**RECORDS PROVIDED**

***

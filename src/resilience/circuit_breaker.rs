//! Windowed three-state circuit breaker.

use std::collections::VecDeque;
use std::time::{Duration, Instant};

use parking_lot::Mutex;

/// Breaker thresholds. Presets exist for each dependency class.
#[derive(Debug, Clone)]
pub struct CircuitBreakerConfig {
    /// Failure rate over the sampled window that trips the breaker.
    pub failure_rate_threshold: f64,
    /// Slow-call rate over the sampled window that trips the breaker.
    pub slow_call_rate_threshold: f64,
    /// Calls slower than this count as slow.
    pub slow_call_duration: Duration,
    /// Minimum sampled calls before rates are evaluated.
    pub min_samples: usize,
    /// Sliding window capacity.
    pub window_size: usize,
    /// How long the breaker stays open before probing.
    pub open_cooldown: Duration,
    /// Trial calls permitted while half-open.
    pub half_open_max_calls: usize,
}

impl Default for CircuitBreakerConfig {
    fn default() -> Self {
        Self {
            failure_rate_threshold: 0.5,
            slow_call_rate_threshold: 0.5,
            slow_call_duration: Duration::from_secs(2),
            min_samples: 10,
            window_size: 32,
            open_cooldown: Duration::from_secs(30),
            half_open_max_calls: 5,
        }
    }
}

impl CircuitBreakerConfig {
    pub fn new() -> Self {
        Self::default()
    }

    pub fn with_failure_rate(mut self, rate: f64) -> Self {
        self.failure_rate_threshold = rate;
        self
    }

    pub fn with_cooldown(mut self, cooldown: Duration) -> Self {
        self.open_cooldown = cooldown;
        self
    }

    pub fn with_min_samples(mut self, samples: usize) -> Self {
        self.min_samples = samples;
        self
    }

    /// Hot-tier preset: 50% failure rate, 10 s cooldown.
    pub fn hot_tier() -> Self {
        Self::new().with_cooldown(Duration::from_secs(10))
    }

    /// Indexed-tier preset: 50% failure rate, 30 s cooldown.
    pub fn indexed_tier() -> Self {
        Self::new().with_cooldown(Duration::from_secs(30))
    }

    /// Embedder preset: 50% failure rate, 30 s cooldown.
    pub fn embedder() -> Self {
        Self::new().with_cooldown(Duration::from_secs(30))
    }

    /// Upstream provider preset: 80% failure rate, 60 s cooldown.
    pub fn provider() -> Self {
        Self::new()
            .with_failure_rate(0.8)
            .with_cooldown(Duration::from_secs(60))
    }
}

/// Snapshot of the breaker state.
#[derive(Debug, Clone, Copy, PartialEq, Eq)]
pub enum CircuitState {
    Closed,
    Open,
    HalfOpen,
}

impl CircuitState {
    pub fn as_str(&self) -> &'static str {
        match self {
            CircuitState::Closed => "closed",
            CircuitState::Open => "open",
            CircuitState::HalfOpen => "half_open",
        }
    }
}

#[derive(Debug, Clone, Copy)]
struct Outcome {
    failed: bool,
    slow: bool,
}

#[derive(Debug)]
enum State {
    Closed,
    Open { until: Instant },
    HalfOpen { permitted: usize, successes: usize },
}

struct Inner {
    state: State,
    window: VecDeque<Outcome>,
}

/// Three-state circuit breaker.
///
/// Closed → Open when the failure rate or the slow-call rate over a sliding
/// window of at least `min_samples` calls exceeds its threshold. Open →
/// Half-Open after the cooldown. Half-Open admits up to
/// `half_open_max_calls` trials: all succeeding closes the breaker, any
/// failure reopens it.
pub struct CircuitBreaker {
    config: CircuitBreakerConfig,
    inner: Mutex<Inner>,
}

impl CircuitBreaker {
    pub fn new(config: CircuitBreakerConfig) -> Self {
        Self {
            config,
            inner: Mutex::new(Inner {
                state: State::Closed,
                window: VecDeque::new(),
            }),
        }
    }

    /// Whether a call may proceed right now. Half-open permits are consumed
    /// by this check.
    pub fn allow(&self) -> bool {
        let mut inner = self.inner.lock();
        match inner.state {
            State::Closed => true,
            State::Open { until } => {
                if Instant::now() < until {
                    false
                } else {
                    inner.state = State::HalfOpen {
                        permitted: 1,
                        successes: 0,
                    };
                    true
                }
            }
            State::HalfOpen {
                ref mut permitted, ..
            } => {
                if *permitted < self.config.half_open_max_calls {
                    *permitted += 1;
                    true
                } else {
                    false
                }
            }
        }
    }

    pub fn record_success(&self, elapsed: Duration) {
        self.record(Outcome {
            failed: false,
            slow: elapsed >= self.config.slow_call_duration,
        });
    }

    pub fn record_failure(&self) {
        self.record(Outcome {
            failed: true,
            slow: false,
        });
    }

    fn record(&self, outcome: Outcome) {
        let mut inner = self.inner.lock();
        match inner.state {
            State::HalfOpen {
                ref mut successes, ..
            } => {
                if outcome.failed || outcome.slow {
                    self.trip(&mut inner);
                } else {
                    *successes += 1;
                    if *successes >= self.config.half_open_max_calls {
                        inner.state = State::Closed;
                        inner.window.clear();
                    }
                }
            }
            State::Closed => {
                inner.window.push_back(outcome);
                while inner.window.len() > self.config.window_size {
                    inner.window.pop_front();
                }
                if self.rates_exceeded(&inner.window) {
                    self.trip(&mut inner);
                }
            }
            // Late results from calls admitted before the trip.
            State::Open { .. } => {}
        }
    }

    fn rates_exceeded(&self, window: &VecDeque<Outcome>) -> bool {
        if window.len() < self.config.min_samples {
            return false;
        }
        let total = window.len() as f64;
        let failures = window.iter().filter(|o| o.failed).count() as f64;
        let slow = window.iter().filter(|o| o.slow).count() as f64;
        failures / total >= self.config.failure_rate_threshold
            || slow / total >= self.config.slow_call_rate_threshold
    }

    fn trip(&self, inner: &mut Inner) {
        inner.state = State::Open {
            until: Instant::now() + self.config.open_cooldown,
        };
        inner.window.clear();
    }

    /// Non-consuming state snapshot for health reporting.
    pub fn state(&self) -> CircuitState {
        let inner = self.inner.lock();
        match inner.state {
            State::Closed => CircuitState::Closed,
            State::Open { until } => {
                if Instant::now() < until {
                    CircuitState::Open
                } else {
                    CircuitState::HalfOpen
                }
            }
            State::HalfOpen { .. } => CircuitState::HalfOpen,
        }
    }

    /// Whether the dependency is considered up (calls may be attempted).
    pub fn is_available(&self) -> bool {
        self.state() != CircuitState::Open
    }
}

#[cfg(test)]
mod tests {
    use super::*;

    fn quick_config() -> CircuitBreakerConfig {
        CircuitBreakerConfig::new()
            .with_min_samples(4)
            .with_cooldown(Duration::from_millis(50))
    }

    #[test]
    fn test_initially_closed() {
        let cb = CircuitBreaker::new(CircuitBreakerConfig::default());
        assert_eq!(cb.state(), CircuitState::Closed);
        assert!(cb.allow());
    }

    #[test]
    fn test_opens_on_failure_rate() {
        let cb = CircuitBreaker::new(quick_config());
        for _ in 0..2 {
            cb.record_success(Duration::from_millis(1));
        }
        for _ in 0..2 {
            cb.record_failure();
        }
        // 2/4 failures >= 50%
        assert_eq!(cb.state(), CircuitState::Open);
        assert!(!cb.allow());
    }

    #[test]
    fn test_stays_closed_below_min_samples() {
        let cb = CircuitBreaker::new(quick_config());
        cb.record_failure();
        cb.record_failure();
        assert_eq!(cb.state(), CircuitState::Closed);
    }

    #[test]
    fn test_opens_on_slow_calls() {
        let cb = CircuitBreaker::new(quick_config());
        for _ in 0..4 {
            cb.record_success(Duration::from_secs(3));
        }
        assert_eq!(cb.state(), CircuitState::Open);
    }

    #[test]
    fn test_half_open_probe_then_close() {
        let cb = CircuitBreaker::new(quick_config());
        for _ in 0..4 {
            cb.record_failure();
        }
        assert!(!cb.allow());

        std::thread::sleep(Duration::from_millis(60));
        // Cooldown elapsed: trial calls admitted, capped at five.
        for _ in 0..5 {
            assert!(cb.allow());
        }
        assert!(!cb.allow());
        for _ in 0..5 {
            cb.record_success(Duration::from_millis(1));
        }
        assert_eq!(cb.state(), CircuitState::Closed);
    }

    #[test]
    fn test_half_open_failure_reopens() {
        let cb = CircuitBreaker::new(quick_config());
        for _ in 0..4 {
            cb.record_failure();
        }
        std::thread::sleep(Duration::from_millis(60));
        assert!(cb.allow());
        cb.record_failure();
        assert_eq!(cb.state(), CircuitState::Open);
        assert!(!cb.allow());
    }

    #[test]
    fn test_provider_preset_tolerates_more_failures() {
        let config = CircuitBreakerConfig::provider().with_min_samples(10);
        let cb = CircuitBreaker::new(config);
        for _ in 0..3 {
            cb.record_success(Duration::from_millis(1));
        }
        for _ in 0..7 {
            cb.record_failure();
        }
        // 70% < 80% threshold
        assert_eq!(cb.state(), CircuitState::Closed);
        cb.record_failure();
        cb.record_failure();
        cb.record_failure();
        // 10/13 ≈ 77%... push until over threshold
        for _ in 0..8 {
            cb.record_failure();
        }
        assert_eq!(cb.state(), CircuitState::Open);
    }
}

***

**TASK**
Your answer should consist of all lines in the listing above that contain "this".

**WRITTEN SOLUTION**
    /// Calls slower than this count as slow.
    /// by this check.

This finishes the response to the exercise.